The campaign was given teeth by a series of government incentives which were launched at the same time as cut-backs were placing all arts organisations in a poor financial position. In addition, the Arts Councils not only actively encouraged arts groups to seek sponsorship but also saw success in getting sponsorship as an indicator of an organisation’s strength. The pressure to conform was intense.
The effects of the campaign have been manifold. Not only has there been a radical change in the language in which arts administrators express themselves but arts organisations have developed powerful marketing and development departments. Commanding significant sections of the budget, they have played an important role in determining wage structures and have provided new career routes to the top of large institutions.
And all this has taken place with little comment, ironic or otherwise. Sponsorship is a deadly serious business. To even suggest that it had an effect on the arts at all, or to ask if that effect might not be entirely beneficial was to be dismissed as being ‘old fashioned’ or worse as a traitor who threatened to deter potential sponsors: ‘We don’t want them to get the impression people in the arts are “difficult”.’ Oh don’t we?
Unfortunately, the Fremion Report which promised to address financially the effects of sponsorship merely showed the author to be living in Cloud Cuckoo Land.

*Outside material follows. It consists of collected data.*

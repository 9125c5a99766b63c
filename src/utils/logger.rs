use tracing_subscriber::{layer::SubscriberExt, util::SubscriberInitExt, EnvFilter};

fn default_filter(verbose: bool) -> EnvFilter {
    EnvFilter::try_from_default_env().unwrap_or_else(|_| {
        if verbose {
            EnvFilter::new("foody_checks=debug,info")
        } else {
            EnvFilter::new("foody_checks=info")
        }
    })
}

pub fn init_cli_logger(verbose: bool) {
    tracing_subscriber::registry()
        .with(default_filter(verbose))
        .with(
            tracing_subscriber::fmt::layer()
                .with_target(false)
                .with_thread_ids(false)
                .with_file(false)
                .with_line_number(false)
                .compact(),
        )
        .init();
}

/// CI 環境使用 JSON 格式，方便收集
pub fn init_json_logger(verbose: bool) {
    tracing_subscriber::registry()
        .with(default_filter(verbose))
        .with(
            tracing_subscriber::fmt::layer()
                .with_target(false)
                .with_thread_ids(false)
                .with_file(false)
                .with_line_number(false)
                .json(),
        )
        .init();
}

Sponsorship was bad, it said, because it threatened to commercialise the arts. It posited state support for the arts as entirely unproblematic and displayed a quaint ignorance of the massive commercial activity by galleries, record companies and commercial broadcasters which state-supported artists and organisations respond to every day. Worst of all, wavering between a snobbish distaste for trade and an unspoken critique of capitalism tout court, Fremion was incapable of defining what he meant by commercialisation or why the arts needed protection from it anyway.
The arts don’t need protection from commercialisation. What artists, administrators and critics need is the ability to speak the truth about sponsorship without fear or favour.
Sponsorship, believe it or not, can be bad. It can obscure or warp the stated mission of an arts organisation. It can place artistic events in a context which is entirely inappropriate or which significantly affects the meaning of the work. Arts Councils, therefore, should stop acting as propaganda agents for the Conservative government and cease promoting sponsorship as an unalloyed benefit to the arts. And they must support those groups within the arts which make a conscious decision not to seek sponsorship on artistic or polilical grounds.
Sponsorship can also be good, but present attitudes actively discourage detailed analysis of exactly how good. Most journalists and critics have experience of being asked, sometimes blatantly bullied, to include the name of the sponsor in a review. Yet ask exactly how much the sponsor is giving and you’ll get a smart rebuff.
If critics are going to mention the sponsor they must have the freedom to condemn if necessary. There’s the world of a difference between a company which gives a pittance on an occasional basis and one which invests considerable sums over a long period of time. There’s a world of difference between associating your show with a monolithic corporation like Unilever and accepting cash from Digital. Speaking out about such things must become part and parcel of any debate about sponsorship.
Just as importantly, art groups and the Arts Councils must start to claw their way back to a position where they are not merely defending arts funding or the right to ‘innovate’. They must eschew the language of professionalism – if you want to be a professional join the army – stop pretending that sponsorship is politically neutral and reclaim the right to be bloody difficult. Even, heaven forbid, revolutionary.